Many people talk about making a cheshbon hanefesh, as if it’s possible to look back over the year and make an inventory of how many times I spoke lashon hara or disappointed myself. If I can’t remember what happened this morning, how can I start owning everything I’ve done this past year? How exactly should I relate to Zichronos?

If Rosh Hashanah is about making Hashem King, why the preoccupation with memory? Don’t I want a fresh start on Rosh Hashanah?

For You bring a decreed time of remembrance

for every spirit and soul to be recalled…

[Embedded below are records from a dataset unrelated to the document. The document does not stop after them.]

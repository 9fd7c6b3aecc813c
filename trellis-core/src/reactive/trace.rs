//! Trace Recorder
//!
//! The recorder tracks which cells are read while a computation runs. It is
//! a thread-local stack of frames: [`start_trace`] pushes a top-level frame,
//! [`start_sub_trace`] pushes a nested one, and every tracked read
//! ([`Cell::get`](super::Cell::get)) lands in the innermost frame.
//!
//! # Frames
//!
//! - A **sub-trace** isolates the reads of a sub-expression (one dynamic slot
//!   of a template, say). [`end_sub_trace`] returns exactly those reads and
//!   merges them into the enclosing frame, so the enclosing set is always a
//!   superset of every nested one.
//!
//! - A **top-level trace** opened while another trace is active does not
//!   merge into it. It belongs to a different render cycle (a child
//!   component rendered synchronously, for instance).
//!
//! The stack is per thread. A render cycle starts and finishes on the same
//! thread, so frames of independent threads never mix.

use std::cell::RefCell;
use std::fmt;
use std::sync::Arc;

use indexmap::IndexMap;
use smallvec::SmallVec;
use tracing::trace;

use super::binding::Binding;
use super::cell::{CellId, CellRef, Trackable};
use crate::error::TraceError;

thread_local! {
    static TRACE_STACK: RefCell<Vec<Frame>> = const { RefCell::new(Vec::new()) };
}

#[derive(Debug, Clone, Copy, PartialEq, Eq)]
enum FrameKind {
    Trace,
    SubTrace,
}

#[derive(Debug)]
struct Frame {
    kind: FrameKind,
    deps: Dependencies,
}

impl Frame {
    fn new(kind: FrameKind) -> Self {
        Self {
            kind,
            deps: Dependencies::new(),
        }
    }
}

/// An insertion-ordered, deduplicated set of cells.
#[derive(Debug, Clone, Default, PartialEq, Eq)]
pub struct Dependencies {
    cells: IndexMap<CellId, CellRef>,
}

impl Dependencies {
    pub fn new() -> Self {
        Self::default()
    }

    /// Add a cell. Returns `false` if it was already present.
    pub fn insert(&mut self, cell: CellRef) -> bool {
        match self.cells.entry(cell.id()) {
            indexmap::map::Entry::Occupied(_) => false,
            indexmap::map::Entry::Vacant(slot) => {
                slot.insert(cell);
                true
            }
        }
    }

    /// Add every cell of `other` that is not already present.
    pub fn merge(&mut self, other: &Dependencies) {
        for cell in other.iter() {
            self.insert(cell.clone());
        }
    }

    pub fn contains(&self, id: CellId) -> bool {
        self.cells.contains_key(&id)
    }

    pub fn get(&self, id: CellId) -> Option<&CellRef> {
        self.cells.get(&id)
    }

    pub fn len(&self) -> usize {
        self.cells.len()
    }

    pub fn is_empty(&self) -> bool {
        self.cells.is_empty()
    }

    pub fn iter(&self) -> impl Iterator<Item = &CellRef> {
        self.cells.values()
    }

    pub fn ids(&self) -> impl Iterator<Item = CellId> + '_ {
        self.cells.keys().copied()
    }
}

impl<C: Trackable> FromIterator<C> for Dependencies {
    fn from_iter<I: IntoIterator<Item = C>>(iter: I) -> Self {
        let mut deps = Dependencies::new();
        for cell in iter {
            deps.insert(cell.cell_ref());
        }
        deps
    }
}

/// The result of a finished top-level trace.
///
/// Holds the cells read during the traced computation, the version of each
/// observed when the trace ended, and any bindings registered against them.
/// A trace only references its cells weakly.
#[derive(Default)]
pub struct Trace {
    pub(crate) deps: Dependencies,
    pub(crate) versions: IndexMap<CellId, u64>,
    pub(crate) bindings: IndexMap<CellId, SmallVec<[Arc<Binding>; 2]>>,
}

impl Trace {
    /// Build a trace over `deps`, snapshotting their current versions.
    ///
    /// Cells that no longer exist get no snapshot entry; the dirty checker
    /// treats them as changed.
    pub fn from_deps(deps: Dependencies) -> Self {
        let versions = deps
            .iter()
            .filter_map(|cell| cell.version().map(|version| (cell.id(), version)))
            .collect();
        Self {
            deps,
            versions,
            bindings: IndexMap::new(),
        }
    }

    /// The cells read during the trace.
    pub fn deps(&self) -> &Dependencies {
        &self.deps
    }

    /// The snapshot version of a dependency.
    pub fn version_of(&self, id: CellId) -> Option<u64> {
        self.versions.get(&id).copied()
    }

    /// All snapshot versions, in read order.
    pub fn versions(&self) -> &IndexMap<CellId, u64> {
        &self.versions
    }
}

impl fmt::Debug for Trace {
    fn fmt(&self, f: &mut fmt::Formatter<'_>) -> fmt::Result {
        f.debug_struct("Trace")
            .field("deps", &self.deps.len())
            .field("versions", &self.versions)
            .field("bindings", &self.bindings.len())
            .finish()
    }
}

/// Whether any trace frame is active on this thread.
pub fn is_tracing() -> bool {
    TRACE_STACK.with(|stack| !stack.borrow().is_empty())
}

/// Number of active frames on this thread.
pub fn depth() -> usize {
    TRACE_STACK.with(|stack| stack.borrow().len())
}

/// Open a top-level trace.
pub fn start_trace() {
    TRACE_STACK.with(|stack| stack.borrow_mut().push(Frame::new(FrameKind::Trace)));
    trace!(depth = depth(), "trace started");
}

/// Record a read of `cell` in the innermost frame. No-op when idle.
pub fn record_read<C: Trackable + ?Sized>(cell: &C) {
    if !is_tracing() {
        return;
    }
    let cell = cell.cell_ref();
    TRACE_STACK.with(|stack| {
        if let Some(frame) = stack.borrow_mut().last_mut() {
            frame.deps.insert(cell);
        }
    });
}

/// Open a sub-trace inside the active trace.
///
/// # Panics
///
/// Panics if no trace is active.
pub fn start_sub_trace() {
    if let Err(err) = try_start_sub_trace() {
        panic!("{err}");
    }
}

pub fn try_start_sub_trace() -> Result<(), TraceError> {
    if !is_tracing() {
        return Err(TraceError::NotTracing);
    }
    TRACE_STACK.with(|stack| stack.borrow_mut().push(Frame::new(FrameKind::SubTrace)));
    Ok(())
}

/// Close the innermost sub-trace.
///
/// Returns the cells read inside it and merges them into the enclosing
/// frame.
///
/// # Panics
///
/// Panics if the innermost frame is not a sub-trace.
pub fn end_sub_trace() -> Dependencies {
    try_end_sub_trace().unwrap_or_else(|err| panic!("{err}"))
}

pub fn try_end_sub_trace() -> Result<Dependencies, TraceError> {
    TRACE_STACK.with(|stack| {
        let mut stack = stack.borrow_mut();
        match stack.last() {
            None => return Err(TraceError::NotTracing),
            Some(frame) if frame.kind != FrameKind::SubTrace => {
                return Err(TraceError::NoSubTrace)
            }
            Some(_) => {}
        }
        let Some(frame) = stack.pop() else {
            return Err(TraceError::NotTracing);
        };
        // A sub-trace is only ever pushed on top of another frame.
        if let Some(parent) = stack.last_mut() {
            parent.deps.merge(&frame.deps);
        }
        Ok(frame.deps)
    })
}

/// Close the innermost top-level trace and snapshot versions.
///
/// # Panics
///
/// Panics if no trace is active or a sub-trace is still open.
pub fn end_trace() -> Trace {
    try_end_trace().unwrap_or_else(|err| panic!("{err}"))
}

pub fn try_end_trace() -> Result<Trace, TraceError> {
    let frame = TRACE_STACK.with(|stack| {
        let mut stack = stack.borrow_mut();
        match stack.last() {
            None => Err(TraceError::NotTracing),
            Some(frame) if frame.kind == FrameKind::SubTrace => Err(TraceError::SubTraceOpen),
            Some(_) => stack.pop().ok_or(TraceError::NotTracing),
        }
    })?;
    let trace = Trace::from_deps(frame.deps);
    trace!(deps = trace.deps.len(), "trace finished");
    Ok(trace)
}

/// Pops every frame above `base` when dropped, so a panicking computation
/// cannot leave its frames on the stack.
struct ScopeGuard {
    base: usize,
}

impl Drop for ScopeGuard {
    fn drop(&mut self) {
        let _ = TRACE_STACK.try_with(|stack| {
            if let Ok(mut stack) = stack.try_borrow_mut() {
                stack.truncate(self.base);
            }
        });
    }
}

/// Run `f` inside a top-level trace.
pub fn track<R>(f: impl FnOnce() -> R) -> (R, Trace) {
    let _guard = ScopeGuard { base: depth() };
    start_trace();
    let value = f();
    (value, end_trace())
}

/// Run `f` inside a sub-trace of the active trace.
///
/// # Panics
///
/// Panics if no trace is active.
pub fn track_sub<R>(f: impl FnOnce() -> R) -> (R, Dependencies) {
    let _guard = ScopeGuard { base: depth() };
    start_sub_trace();
    let value = f();
    (value, end_sub_trace())
}

/// Run `f` with tracing suspended. Reads inside `f` are not recorded by
/// any enclosing trace.
pub fn untracked<R>(f: impl FnOnce() -> R) -> R {
    struct Restore(Vec<Frame>);

    impl Drop for Restore {
        fn drop(&mut self) {
            let saved = std::mem::take(&mut self.0);
            let _ = TRACE_STACK.try_with(|stack| {
                if let Ok(mut stack) = stack.try_borrow_mut() {
                    *stack = saved;
                }
            });
        }
    }

    let saved = TRACE_STACK.with(|stack| std::mem::take(&mut *stack.borrow_mut()));
    let _restore = Restore(saved);
    f()
}

#[cfg(test)]
mod tests {
    use super::*;
    use crate::reactive::Cell;

    #[test]
    fn idle_recorder_ignores_reads() {
        let cell = Cell::new(1);
        assert!(!is_tracing());
        cell.get();

        start_trace();
        let trace = end_trace();
        assert!(trace.deps().is_empty());
    }

    #[test]
    fn reads_are_deduplicated() {
        let cell = Cell::new(1);
        let (_, trace) = track(|| {
            for _ in 0..5 {
                cell.get();
            }
        });
        assert_eq!(trace.deps().len(), 1);
        assert!(trace.deps().contains(cell.id()));
    }

    #[test]
    fn peek_is_not_recorded() {
        let tracked = Cell::new(1);
        let peeked = Cell::new(2);
        let (sum, trace) = track(|| tracked.get() + peeked.peek());
        assert_eq!(sum, 3);
        assert!(trace.deps().contains(tracked.id()));
        assert!(!trace.deps().contains(peeked.id()));
    }

    #[test]
    fn end_trace_snapshots_versions() {
        let cell = Cell::new(0);
        cell.set(1);
        cell.set(2);
        let (_, trace) = track(|| cell.get());
        assert_eq!(trace.version_of(cell.id()), Some(2));
    }

    #[test]
    fn sub_trace_merges_into_parent() {
        let a = Cell::new("a");
        let b = Cell::new("b");

        start_trace();
        a.get();
        start_sub_trace();
        b.get();
        let sub = end_sub_trace();
        let trace = end_trace();

        assert_eq!(sub.len(), 1);
        assert!(sub.contains(b.id()));
        assert_eq!(trace.deps().len(), 2);
        assert!(trace.deps().contains(a.id()));
        assert!(trace.deps().contains(b.id()));
    }

    #[test]
    fn nested_sub_traces_propagate_upward() {
        let a = Cell::new(1);
        let b = Cell::new(2);
        let c = Cell::new(3);

        let (inner, trace) = track(|| {
            a.get();
            let (inner, middle) = track_sub(|| {
                b.get();
                let ((), inner) = track_sub(|| {
                    c.get();
                });
                inner
            });
            assert_eq!(middle.len(), 2);
            inner
        });

        assert_eq!(inner.ids().collect::<Vec<_>>(), vec![c.id()]);
        assert_eq!(trace.deps().len(), 3);
    }

    #[test]
    fn nested_top_level_traces_are_isolated() {
        let outer = Cell::new(1);
        let inner = Cell::new(2);

        let (inner_trace, outer_trace) = track(|| {
            outer.get();
            let ((), inner_trace) = track(|| {
                inner.get();
            });
            inner_trace
        });

        assert!(inner_trace.deps().contains(inner.id()));
        assert!(!inner_trace.deps().contains(outer.id()));
        assert!(outer_trace.deps().contains(outer.id()));
        assert!(!outer_trace.deps().contains(inner.id()));
    }

    #[test]
    fn untracked_hides_reads() {
        let seen = Cell::new(1);
        let hidden = Cell::new(2);
        let (_, trace) = track(|| {
            seen.get();
            untracked(|| {
                assert!(!is_tracing());
                hidden.get();
            });
            assert!(is_tracing());
        });
        assert!(!trace.deps().contains(hidden.id()));
        assert!(trace.deps().contains(seen.id()));
    }

    #[test]
    fn usage_errors_are_reported() {
        assert_eq!(try_end_sub_trace().unwrap_err(), TraceError::NotTracing);
        assert_eq!(try_end_trace().unwrap_err(), TraceError::NotTracing);
        assert_eq!(try_start_sub_trace().unwrap_err(), TraceError::NotTracing);

        start_trace();
        assert_eq!(try_end_sub_trace().unwrap_err(), TraceError::NoSubTrace);
        start_sub_trace();
        assert_eq!(try_end_trace().unwrap_err(), TraceError::SubTraceOpen);
        end_sub_trace();
        end_trace();
        assert!(!is_tracing());
    }

    #[test]
    #[should_panic(expected = "without an active sub-trace")]
    fn end_sub_trace_without_sub_trace_panics() {
        let _guard = ScopeGuard { base: depth() };
        start_trace();
        end_sub_trace();
    }

    #[test]
    fn panicking_computation_leaves_stack_clean() {
        let result = std::panic::catch_unwind(|| {
            track(|| {
                start_sub_trace();
                panic!("render failed");
            })
        });
        assert!(result.is_err());
        assert!(!is_tracing());
    }
}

For it is You who eternally remembers all forgotten things

And there is no forgetfulness before Your Throne of Glory

To understand why Rosh Hashanah is called Yom Zikaron, we have to imagine life with no memory. Every moment would be bewildering and disconnected, without context and meaning. Most horrific of all, there would be no me, no identity.

Memory allows all the moments of our lives to form a shape. Moments don’t just disappear, they build on every previous moment, so the aggregate is a person, with accomplishments, thoughts, fears, desires. Memory brings cohesion to our lives. That’s why it’s related to malchus — that act of gathering together the details into one awe-inspiring picture.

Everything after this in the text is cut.